**Problem**
For each line below that includes the word "context", make a copy.
━━ Supplied entries
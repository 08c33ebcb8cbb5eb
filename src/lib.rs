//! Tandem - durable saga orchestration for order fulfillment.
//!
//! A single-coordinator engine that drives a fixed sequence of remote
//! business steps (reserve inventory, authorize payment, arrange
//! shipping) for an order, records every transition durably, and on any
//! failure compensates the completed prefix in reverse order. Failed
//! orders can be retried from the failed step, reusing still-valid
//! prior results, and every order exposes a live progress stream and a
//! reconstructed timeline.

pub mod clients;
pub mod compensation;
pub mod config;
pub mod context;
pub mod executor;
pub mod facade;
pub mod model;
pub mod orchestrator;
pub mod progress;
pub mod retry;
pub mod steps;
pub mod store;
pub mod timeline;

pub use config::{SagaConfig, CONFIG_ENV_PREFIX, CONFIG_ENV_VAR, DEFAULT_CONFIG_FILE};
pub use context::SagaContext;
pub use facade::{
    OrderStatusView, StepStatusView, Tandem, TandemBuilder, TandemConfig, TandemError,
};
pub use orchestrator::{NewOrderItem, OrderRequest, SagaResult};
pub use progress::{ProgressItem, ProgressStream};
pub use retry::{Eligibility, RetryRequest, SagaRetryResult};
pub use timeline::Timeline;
━━━━
**Task output**
pub mod context;
pub use context::SagaContext;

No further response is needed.